I am so fortunate and honored to be on the board of the Women’s Funding Network, and from being involved with that, I have met some women who I call “the big girls:” The former president and CEO of the Texas Women’s Foundation, Roslyn Dawson Thompson is just an incredible, non-nonsense woman. She’s super warm and friendly, gets things done, manages this organization that has a $36 million endowment, she’s served as a mentor to me. I really look up to her.

And then also The Women’s Foundation of Colorado is led by Lauren Casteel, a woman of color who says it like it is, she’s a go-getter, vivacious, so competent.

I don’t know how each of those women got so brilliant, but I want to be like them when I grow up.

What is your proudest moment?

It’s as a mom. When my oldest daughter, Ollie, got into the University of Oregon, she was so happy and I just felt so happy for her and proud of her that she’d worked really hard and got what she wanted.

With my second daughter, Malia, it wasn’t a moment but more than a time period, because she’s a 2020 high school graduate. With her de ella, it’s the resilience she’s exhibited that makes me proud.

Do you have a guiding principle or mantra?

Yes, it’s a quote. I love quotes! Desmond Tutu once said, “I’m not an optimist. I’m a prisoner of hope.”

To me that means that I believe in the positive, I believe in human potential. I believe in being in the moment even if it’s a difficult moment. You’re going to make it. I don’t generally dwell in anxiety – not to say I don’t have anxiety, but I dwell in a place of hope.

Hawaii is often associated with paradise, and we forget there are regular people there, working, living and struggling.  What do you want people to know about the women of Hawaii?

Item is often perceived as paradise, but it’s not paradise for everyone. It can be a struggle, for women especially. The people who are most likely to live in poverty here are single moms. Not single parents but single moms.

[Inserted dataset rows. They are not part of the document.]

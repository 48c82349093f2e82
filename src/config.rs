//! Configuration file handling.
//!
//! This module handles loading and merging configuration from
//! `.dealscope.toml` files.

use crate::cli::{Args, Command};
use crate::models::IntensityBasis;
use anyhow::{Context, Result};
use serde::{Deserialize, Serialize};
use std::path::{Path, PathBuf};

/// Name of the configuration file looked up in the working directory.
pub const CONFIG_FILE: &str = ".dealscope.toml";

/// Root configuration structure.
#[derive(Debug, Clone, Default, Serialize, Deserialize)]
pub struct Config {
    /// Directory layout.
    #[serde(default)]
    pub general: GeneralConfig,

    /// Market data fetching.
    #[serde(default)]
    pub fetch: FetchConfig,

    /// Acquirer and target classification.
    #[serde(default)]
    pub classify: ClassifyConfig,

    /// Event study and heteroskedasticity analysis.
    #[serde(default)]
    pub study: StudyConfig,
}

/// General application settings.
#[derive(Debug, Clone, Serialize, Deserialize)]
pub struct GeneralConfig {
    /// Root of the `1_raw` / `2_interim` / `3_processed` tree.
    #[serde(default = "default_data_dir")]
    pub data_dir: PathBuf,

    /// Where event-study and heteroskedasticity runs are written.
    #[serde(default = "default_results_dir")]
    pub results_dir: PathBuf,
}

impl Default for GeneralConfig {
    fn default() -> Self {
        Self {
            data_dir: default_data_dir(),
            results_dir: default_results_dir(),
        }
    }
}

fn default_data_dir() -> PathBuf {
    PathBuf::from("data")
}

fn default_results_dir() -> PathBuf {
    PathBuf::from("results")
}

/// Market data API settings.
#[derive(Debug, Clone, Serialize, Deserialize)]
pub struct FetchConfig {
    /// Chart API host.
    #[serde(default = "default_base_url")]
    pub base_url: String,

    /// Search and fundamentals API host.
    #[serde(default = "default_search_url")]
    pub search_url: String,

    #[serde(default = "default_user_agent")]
    pub user_agent: String,

    /// Request timeout in seconds.
    #[serde(default = "default_timeout")]
    pub timeout_seconds: u64,

    /// Attempts per request before giving up.
    #[serde(default = "default_max_attempts")]
    pub max_attempts: usize,

    #[serde(default = "default_base_delay_ms")]
    pub base_delay_ms: u64,

    #[serde(default = "default_backoff_multiplier")]
    pub backoff_multiplier: f64,

    #[serde(default = "default_jitter_ms")]
    pub jitter_ms: u64,

    /// Random pause before every request, lower bound.
    #[serde(default = "default_pace_min_ms")]
    pub pace_min_ms: u64,

    /// Random pause before every request, upper bound.
    #[serde(default = "default_pace_max_ms")]
    pub pace_max_ms: u64,

    /// Rows fetched concurrently.
    #[serde(default = "default_workers")]
    pub workers: usize,

    /// Windows tried when walking to the nearest trading day.
    #[serde(default = "default_trading_day_attempts")]
    pub trading_day_attempts: usize,

    /// Width of each trading-day window.
    #[serde(default = "default_lookaround_days")]
    pub lookaround_days: i64,
}

impl Default for FetchConfig {
    fn default() -> Self {
        Self {
            base_url: default_base_url(),
            search_url: default_search_url(),
            user_agent: default_user_agent(),
            timeout_seconds: default_timeout(),
            max_attempts: default_max_attempts(),
            base_delay_ms: default_base_delay_ms(),
            backoff_multiplier: default_backoff_multiplier(),
            jitter_ms: default_jitter_ms(),
            pace_min_ms: default_pace_min_ms(),
            pace_max_ms: default_pace_max_ms(),
            workers: default_workers(),
            trading_day_attempts: default_trading_day_attempts(),
            lookaround_days: default_lookaround_days(),
        }
    }
}

fn default_base_url() -> String {
    "https://query1.finance.yahoo.com".to_string()
}

fn default_search_url() -> String {
    "https://query2.finance.yahoo.com".to_string()
}

fn default_user_agent() -> String {
    "Mozilla/5.0 (Windows NT 10.0; Win64; x64) AppleWebKit/537.36 (KHTML, like Gecko) Chrome/120.0.0.0 Safari/537.36".to_string()
}

fn default_timeout() -> u64 {
    30
}

fn default_max_attempts() -> usize {
    3
}

fn default_base_delay_ms() -> u64 {
    1000
}

fn default_backoff_multiplier() -> f64 {
    2.0
}

fn default_jitter_ms() -> u64 {
    1000
}

fn default_pace_min_ms() -> u64 {
    1000
}

fn default_pace_max_ms() -> u64 {
    2000
}

fn default_workers() -> usize {
    2
}

fn default_trading_day_attempts() -> usize {
    10
}

fn default_lookaround_days() -> i64 {
    5
}

/// Classification settings.
#[derive(Debug, Clone, Serialize, Deserialize)]
pub struct ClassifyConfig {
    /// Acquirers at or below this intensity quantile are green.
    #[serde(default = "default_percentile")]
    pub percentile: f64,

    /// Denominator of carbon intensity.
    #[serde(default)]
    pub intensity_basis: IntensityBasis,

    #[serde(default = "default_green_keywords")]
    pub green_keywords: Vec<String>,

    #[serde(default = "default_brown_keywords")]
    pub brown_keywords: Vec<String>,
}

impl Default for ClassifyConfig {
    fn default() -> Self {
        Self {
            percentile: default_percentile(),
            intensity_basis: IntensityBasis::default(),
            green_keywords: default_green_keywords(),
            brown_keywords: default_brown_keywords(),
        }
    }
}

fn default_percentile() -> f64 {
    0.25
}

fn default_green_keywords() -> Vec<String> {
    vec![
        "solar",
        "wind",
        "renewable",
        "sustainable",
        "geothermal",
        "biomass",
        "hydro",
        "clean",
        "energy storage",
        "battery",
        "recycling",
        "water treatment",
        "waste management",
        "carbon capture",
        "electric vehicle",
        "ev",
        "green",
        "circular economy",
    ]
    .into_iter()
    .map(String::from)
    .collect()
}

fn default_brown_keywords() -> Vec<String> {
    vec![
        "coal",
        "oil",
        "gas",
        "fossil",
        "petroleum",
        "nuclear",
        "traditional",
        "mining",
        "drilling",
        "fracking",
        "combustion",
        "refinery",
        "pipeline",
    ]
    .into_iter()
    .map(String::from)
    .collect()
}

/// Event study settings.
#[derive(Debug, Clone, Serialize, Deserialize)]
pub struct StudyConfig {
    /// Event window half-width in trading days.
    #[serde(default = "default_days")]
    pub days: u32,

    /// Fraction clipped from each tail when winsorizing returns.
    #[serde(default = "default_winsorize_limit")]
    pub winsorize_limit: f64,

    /// Benchmark daily returns, relative to the data directory.
    #[serde(default = "default_benchmark_file")]
    pub benchmark_file: PathBuf,

    /// Significance level for tests and `--fail-on-significant`.
    #[serde(default = "default_alpha")]
    pub alpha: f64,

    #[serde(default = "default_trading_days_per_year")]
    pub trading_days_per_year: u32,
}

impl Default for StudyConfig {
    fn default() -> Self {
        Self {
            days: default_days(),
            winsorize_limit: default_winsorize_limit(),
            benchmark_file: default_benchmark_file(),
            alpha: default_alpha(),
            trading_days_per_year: default_trading_days_per_year(),
        }
    }
}

fn default_days() -> u32 {
    10
}

fn default_winsorize_limit() -> f64 {
    0.01
}

fn default_benchmark_file() -> PathBuf {
    PathBuf::from("1_raw/xle_benchmark_data_returns.csv")
}

fn default_alpha() -> f64 {
    0.05
}

fn default_trading_days_per_year() -> u32 {
    252
}

impl Config {
    /// Load configuration from a file path.
    pub fn load(path: &Path) -> Result<Self> {
        let content = std::fs::read_to_string(path)
            .with_context(|| format!("Failed to read config file: {}", path.display()))?;

        let config: Config = toml::from_str(&content)
            .with_context(|| format!("Failed to parse config file: {}", path.display()))?;

        Ok(config)
    }

    /// Try to load configuration from the default location.
    ///
    /// Returns `Ok(None)` if the file doesn't exist, `Err` if it exists but can't be parsed.
    pub fn load_default() -> Result<Option<Self>> {
        let default_path = Path::new(CONFIG_FILE);

        if default_path.exists() {
            Ok(Some(Self::load(default_path)?))
        } else {
            Ok(None)
        }
    }

    /// Merge this configuration with CLI arguments.
    ///
    /// Only values given explicitly on the command line override the file.
    pub fn merge_with_args(&mut self, args: &Args) {
        if let Some(ref dir) = args.data_dir {
            self.general.data_dir = dir.clone();
        }
        if let Some(ref dir) = args.results_dir {
            self.general.results_dir = dir.clone();
        }

        match &args.command {
            Command::Prices(a) => {
                if let Some(workers) = a.workers {
                    self.fetch.workers = workers;
                }
            }
            Command::Classify(a) => {
                if let Some(p) = a.percentile {
                    self.classify.percentile = p;
                }
                if let Some(basis) = a.basis {
                    self.classify.intensity_basis = basis;
                }
            }
            Command::EventStudy(a) => {
                if let Some(limit) = a.winsorize {
                    self.study.winsorize_limit = limit;
                }
                if let Some(ref benchmark) = a.benchmark {
                    self.study.benchmark_file = benchmark.clone();
                }
                if let Some(alpha) = a.alpha {
                    self.study.alpha = alpha;
                }
            }
            Command::Hetero(a) => {
                if let Some(alpha) = a.alpha {
                    self.study.alpha = alpha;
                }
            }
            _ => {}
        }
    }

    /// Resolve a path under the data directory. Absolute paths pass through.
    pub fn data_path(&self, relative: impl AsRef<Path>) -> PathBuf {
        self.general.data_dir.join(relative)
    }

    /// Generate a default configuration file content.
    pub fn default_toml() -> String {
        let config = Config::default();
        toml::to_string_pretty(&config).unwrap_or_else(|_| String::new())
    }
}

#[cfg(test)]
mod tests {
    use super::*;
    use crate::cli::{ClassifyArgs, EventStudyArgs};

    #[test]
    fn test_default_config() {
        let config = Config::default();
        assert_eq!(config.general.data_dir, PathBuf::from("data"));
        assert_eq!(config.fetch.max_attempts, 3);
        assert_eq!(config.fetch.backoff_multiplier, 2.0);
        assert_eq!(config.classify.percentile, 0.25);
        assert_eq!(config.classify.intensity_basis, IntensityBasis::Sales);
        assert!(config.classify.green_keywords.contains(&"solar".to_string()));
        assert!(config.classify.brown_keywords.contains(&"pipeline".to_string()));
        assert_eq!(config.study.days, 10);
    }

    #[test]
    fn test_parse_config() {
        let toml_content = r#"
[general]
data_dir = "/srv/deals"

[fetch]
workers = 4
pace_min_ms = 0
pace_max_ms = 0

[classify]
percentile = 0.3
intensity_basis = "market_cap"
green_keywords = ["solar"]

[study]
winsorize_limit = 0.05
"#;

        let config: Config = toml::from_str(toml_content).unwrap();
        assert_eq!(config.general.data_dir, PathBuf::from("/srv/deals"));
        assert_eq!(config.general.results_dir, PathBuf::from("results"));
        assert_eq!(config.fetch.workers, 4);
        assert_eq!(config.fetch.max_attempts, 3);
        assert_eq!(config.classify.percentile, 0.3);
        assert_eq!(config.classify.intensity_basis, IntensityBasis::MarketCap);
        assert_eq!(config.classify.green_keywords, vec!["solar"]);
        assert_eq!(config.classify.brown_keywords.len(), 13);
        assert_eq!(config.study.winsorize_limit, 0.05);
        assert_eq!(config.study.alpha, 0.05);
    }

    #[test]
    fn test_default_toml_generation() {
        let toml_str = Config::default_toml();
        assert!(toml_str.contains("[general]"));
        assert!(toml_str.contains("[fetch]"));
        assert!(toml_str.contains("[classify]"));
        assert!(toml_str.contains("[study]"));

        let parsed: Config = toml::from_str(&toml_str).unwrap();
        assert_eq!(parsed.fetch.base_url, default_base_url());
    }

    #[test]
    fn test_merge_only_explicit_values() {
        let mut config = Config::default();
        config.classify.percentile = 0.4;

        let mut args = crate::cli::tests::make_args(Command::Classify(ClassifyArgs::default()));
        config.merge_with_args(&args);
        assert_eq!(config.classify.percentile, 0.4);

        args.command = Command::Classify(ClassifyArgs {
            percentile: Some(0.1),
            basis: Some(IntensityBasis::MarketCap),
            ..ClassifyArgs::default()
        });
        args.data_dir = Some(PathBuf::from("elsewhere"));
        config.merge_with_args(&args);
        assert_eq!(config.classify.percentile, 0.1);
        assert_eq!(config.classify.intensity_basis, IntensityBasis::MarketCap);
        assert_eq!(config.general.data_dir, PathBuf::from("elsewhere"));
    }

    #[test]
    fn test_merge_event_study_overrides() {
        let mut config = Config::default();
        let args = crate::cli::tests::make_args(Command::EventStudy(EventStudyArgs {
            winsorize: Some(0.02),
            alpha: Some(0.1),
            ..EventStudyArgs::default()
        }));
        config.merge_with_args(&args);
        assert_eq!(config.study.winsorize_limit, 0.02);
        assert_eq!(config.study.alpha, 0.1);
        assert_eq!(config.study.benchmark_file, default_benchmark_file());
    }
}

But what I think of with women in Hawaii, I think about that they’re strong, they’re proud, they’re wise, they’re gentle in their strength. They struggle. They love this place and they love the culture and they love their families. Communities thrive here because – or really, when – women do.

Leela Bilmes Goldstein
What I think of with women in Hawaii, I think about that they’re strong, they’re proud, they’re wise, they’re gentle in their strength. … Communities thrive here because—or really, when—women do.

What advice would you give your younger self?

Figure out what you love and then, let’s be real, figure out if you can make a living off it. And find a mentor!